# Prop selection for ankona cayenne 60HP e-tec



## CaptDanS (Oct 26, 2017)

My Cayenne I reproped to a PowerTech SRD3R14PYS50 11.25X14 Made a world of difference.
60 Zuke.


----------



## Guest (Nov 23, 2018)

CaptDanS said:


> My Cayenne I reproped to a PowerTech SRD3R14PYS50 11.25X14 Made a world of difference.
> 60 Zuke.


That Zuke likes to spin! Etec might have the torque for a 19p but I doubt a 21p if the fine folks at Ankona are using a 17p after testing. JMHO!


----------



## BudT (Jun 29, 2018)

As some have suggested to me, check with the builder for a starting point. Most will come with aluminum, so if you are wanting stainless be sure to let them know, b/c they are two different animals. The aluminum will have a lot more flex under load, and if you have any bottom contact, they are very unforgiving, you probably already know this. As far as running a 19-21, it will basically depend on load and what your tachometer is telling you. There are some prop guys out there that will do a "try it, with exchange" option, as long as the prop is still in new condition. Not sure where your located but the other key in my opinion is to find a good prop shop that can do some tuning or cupping for you once you get close. Ask around, GOOD prop guys are out there. Also running progressive pitches and triple cup in props is nothing new, again you can do this with nearly any prop,if you have access to someone who does good prop work. You need to be able to help them understand what you are trying to accomplish and communicate how the boat is performing. Is it work, hassle PITA? Yeah but it's not like we are reinventing the wheel, lol. But by and large we are tinkerers anyhow, always trying to get the best out of our equipment. I believe the guys name at Propgods is Ken, Powertech has a rep that you can speak with. If you just want to bolt on a prop and be done, check with Foreman props. I think I have narrowed it down to Getaprop.com for the Powertech I'll be starting with, good luck.


----------



## mrbacklash (Nov 1, 2008)

Ankona put a Rogue 17" pitch 4 blade on my Cayenne with a 60 etec and jack plate. It performed pretty good from the start, 2 people i was hitting the rev limiter without trimming out at all. I raised the engine to the top holes on the jack plate which gave me 2.5" more height and added a med heavy cup to it and it runs so much better, stays hooked up in turns and can run with the jack plate all the way up with no cavitation issues. I can still touch the rev limiter with one person and trimmed out and hole shot is pretty amazing. I am going to get a 3 blade as a spare at some point probably in a 19" possibly a 20".


----------



## mrbacklash (Nov 1, 2008)

Also there is no way i would want the weight of the 60 HO back there no need to go that fast in a little skiff in my eyes.


----------



## Dan8383 (Nov 22, 2018)

Can 


mrbacklash said:


> Ankona put a Rogue 17" pitch 4 blade on my Cayenne with a 60 etec and jack plate. It performed pretty good from the start, 2 people i was hitting the rev limiter without trimming out at all. I raised the engine to the top holes on the jack plate which gave me 2.5" more height and added a med heavy cup to it and it runs so much better, stays hooked up in turns and can run with the jack plate all the way up with no cavitation issues. I can still touch the rev limiter with one person and trimmed out and hole shot is pretty amazing. I am going to get a 3 blade as a spare at some point probably in a 19" possibly a 20".

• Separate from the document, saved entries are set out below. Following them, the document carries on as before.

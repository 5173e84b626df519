//! Window messages and the application event surface
//!
//! Raw platform messages are translated into [`WindowMessage`] values and
//! dispatched through the [`EventSink`] trait, one method per event kind.
//! Applications that prefer per-callback registration use [`Callbacks`],
//! a sink with nine independently nullable function slots.

/// Mouse button identifier delivered with button events
#[derive(Debug, Clone, Copy, PartialEq, Eq)]
pub enum MouseButton {
    /// Left button
    Left,
    /// Right button
    Right,
    /// Middle button
    Middle,
}

/// A translated window-system message
#[derive(Debug, Clone, Copy, PartialEq, Eq)]
pub enum WindowMessage {
    /// The window finished creation
    Created,
    /// The window is being destroyed
    Destroyed,
    /// The client area changed size; minimize reports a logical zero size
    Resized {
        /// New client width, 0 when minimized
        width: u32,
        /// New client height, 0 when minimized
        height: u32,
    },
    /// The window moved to the foreground (`true`) or background (`false`)
    Activated(bool),
    /// A key went down; the raw code arrives before character translation
    KeyDown(u32),
    /// Character input, available after the key-down message completes
    Char(char),
    /// A mouse button was pressed at the given pixel position
    MouseDown {
        /// Cursor x in pixels
        x: i32,
        /// Cursor y in pixels
        y: i32,
        /// Which button
        button: MouseButton,
    },
    /// A mouse button was released at the given pixel position
    MouseUp {
        /// Cursor x in pixels
        x: i32,
        /// Cursor y in pixels
        y: i32,
        /// Which button
        button: MouseButton,
    },
    /// The cursor moved to the given pixel position
    MouseMove {
        /// Cursor x in pixels
        x: i32,
        /// Cursor y in pixels
        y: i32,
    },
    /// The platform requested loop termination
    Quit,
}

/// Receiver for translated window events.
///
/// Every method has a no-op default, so a sink implements only what it
/// cares about. All methods are invoked synchronously from the run loop,
/// in message order.
pub trait EventSink {
    /// Window finished creation
    fn on_create(&mut self) {}

    /// Window is being destroyed
    fn on_destroy(&mut self) {}

    /// Client area changed size; the swapchain has already been resized
    /// when this fires
    fn on_resize(&mut self, width: u32, height: u32) {
        let _ = (width, height);
    }

    /// Foreground/background transition
    fn on_activate(&mut self, active: bool) {
        let _ = active;
    }

    /// Translated character input paired with the raw key code that
    /// preceded it; `code` is 0 when no key-down preceded the character
    fn on_keypress(&mut self, ch: char, code: u32) {
        let _ = (ch, code);
    }

    /// One run-loop iteration elapsed
    fn on_update(&mut self) {}

    /// Mouse button pressed
    fn on_mouse_down(&mut self, x: i32, y: i32, button: MouseButton) {
        let _ = (x, y, button);
    }

    /// Mouse button released
    fn on_mouse_up(&mut self, x: i32, y: i32, button: MouseButton) {
        let _ = (x, y, button);
    }

    /// Cursor moved
    fn on_mouse_move(&mut self, x: i32, y: i32) {
        let _ = (x, y);
    }
}

/// Nine optional callback slots behind the [`EventSink`] interface.
///
/// Each slot is independently nullable and invoked only when bound;
/// setting a slot overwrites the prior binding.
#[derive(Default)]
pub struct Callbacks {
    create_fn: Option<Box<dyn FnMut()>>,
    destroy_fn: Option<Box<dyn FnMut()>>,
    resize_fn: Option<Box<dyn FnMut(u32, u32)>>,
    activate_fn: Option<Box<dyn FnMut(bool)>>,
    keypress_fn: Option<Box<dyn FnMut(char, u32)>>,
    update_fn: Option<Box<dyn FnMut()>>,
    mouse_down_fn: Option<Box<dyn FnMut(i32, i32, MouseButton)>>,
    mouse_up_fn: Option<Box<dyn FnMut(i32, i32, MouseButton)>>,
    mouse_move_fn: Option<Box<dyn FnMut(i32, i32)>>,
}

impl Callbacks {
    /// An empty callback table
    pub fn new() -> Self {
        Self::default()
    }

    /// Bind the create callback
    pub fn set_create_fn(&mut self, f: impl FnMut() + 'static) {
        self.create_fn = Some(Box::new(f));
    }

    /// Bind the destroy callback
    pub fn set_destroy_fn(&mut self, f: impl FnMut() + 'static) {
        self.destroy_fn = Some(Box::new(f));
    }

    /// Bind the resize callback
    pub fn set_resize_fn(&mut self, f: impl FnMut(u32, u32) + 'static) {
        self.resize_fn = Some(Box::new(f));
    }

    /// Bind the activate callback
    pub fn set_activate_fn(&mut self, f: impl FnMut(bool) + 'static) {
        self.activate_fn = Some(Box::new(f));
    }

    /// Bind the keypress callback
    pub fn set_keypress_fn(&mut self, f: impl FnMut(char, u32) + 'static) {
        self.keypress_fn = Some(Box::new(f));
    }

    /// Bind the per-frame update callback
    pub fn set_update_fn(&mut self, f: impl FnMut() + 'static) {
        self.update_fn = Some(Box::new(f));
    }

    /// Bind the mouse-down callback
    pub fn set_mouse_down_fn(&mut self, f: impl FnMut(i32, i32, MouseButton) + 'static) {
        self.mouse_down_fn = Some(Box::new(f));
    }

    /// Bind the mouse-up callback
    pub fn set_mouse_up_fn(&mut self, f: impl FnMut(i32, i32, MouseButton) + 'static) {
        self.mouse_up_fn = Some(Box::new(f));
    }

    /// Bind the mouse-move callback
    pub fn set_mouse_move_fn(&mut self, f: impl FnMut(i32, i32) + 'static) {
        self.mouse_move_fn = Some(Box::new(f));
    }
}

impl EventSink for Callbacks {
    fn on_create(&mut self) {
        if let Some(f) = self.create_fn.as_mut() {
            f();
        }
    }

    fn on_destroy(&mut self) {
        if let Some(f) = self.destroy_fn.as_mut() {
            f();
        }
    }

    fn on_resize(&mut self, width: u32, height: u32) {
        if let Some(f) = self.resize_fn.as_mut() {
            f(width, height);
        }
    }

    fn on_activate(&mut self, active: bool) {
        if let Some(f) = self.activate_fn.as_mut() {
            f(active);
        }
    }

    fn on_keypress(&mut self, ch: char, code: u32) {
        if let Some(f) = self.keypress_fn.as_mut() {
            f(ch, code);
        }
    }

    fn on_update(&mut self) {
        if let Some(f) = self.update_fn.as_mut() {
            f();
        }
    }

    fn on_mouse_down(&mut self, x: i32, y: i32, button: MouseButton) {
        if let Some(f) = self.mouse_down_fn.as_mut() {
            f(x, y, button);
        }
    }

    fn on_mouse_up(&mut self, x: i32, y: i32, button: MouseButton) {
        if let Some(f) = self.mouse_up_fn.as_mut() {
            f(x, y, button);
        }
    }

    fn on_mouse_move(&mut self, x: i32, y: i32) {
        if let Some(f) = self.mouse_move_fn.as_mut() {
            f(x, y);
        }
    }
}

#[cfg(test)]
mod tests {
    use super::*;
    use std::cell::RefCell;
    use std::rc::Rc;

    #[test]
    fn unbound_slots_are_skipped() {
        let mut callbacks = Callbacks::new();
        // None of these may panic or require a binding.
        callbacks.on_create();
        callbacks.on_resize(800, 600);
        callbacks.on_keypress('a', 65);
    }

    #[test]
    fn setting_a_slot_overwrites_the_prior_binding() {
        let hits = Rc::new(RefCell::new(Vec::new()));
        let mut callbacks = Callbacks::new();

        let log = hits.clone();
        callbacks.set_update_fn(move || log.borrow_mut().push("first"));
        let log = hits.clone();
        callbacks.set_update_fn(move || log.borrow_mut().push("second"));

        callbacks.on_update();
        assert_eq!(*hits.borrow(), vec!["second"]);
    }
}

Can you post a pic on how high you can raise the j.p before it looses pressure while on plane, thanks


----------



## mrbacklash (Nov 1, 2008)

Top picture is trimmed how I normally run gear case is pretty close to even with the bottom of the hull and jack plate is up all the way. Second picture is with the jack plate up all the way and engine tucked in all the way can get on plane like that with 2 people on it. I maintain 19 PSI and the engine was at 94 degrees this morning with 55 deg water temp pretty crazy. I can still move the jack plate up a couple holes on the transom but there is a little more involved with that. Probably a cavitation plate at some point will be needed.


----------



## Dan8383 (Nov 22, 2018)

Ye


mrbacklash said:


> Top picture is trimmed how I normally run gear case is pretty close to even with the bottom of the hull and jack plate is up all the way. Second picture is with the jack plate up all the way and engine tucked in all the way can get on plane like that with 2 people on it. I maintain 19 PSI and the engine was at 94 degrees this morning with 55 deg water temp pretty crazy. I can still move the jack plate up a couple holes on the transom but there is a little more involved with that. Probably a cavitation plate at some point will be needed.
> 
> View attachment 57270
> View attachment 57268


 Yea i might need a cavitation plate If go any higher. Thanks for pic!


----------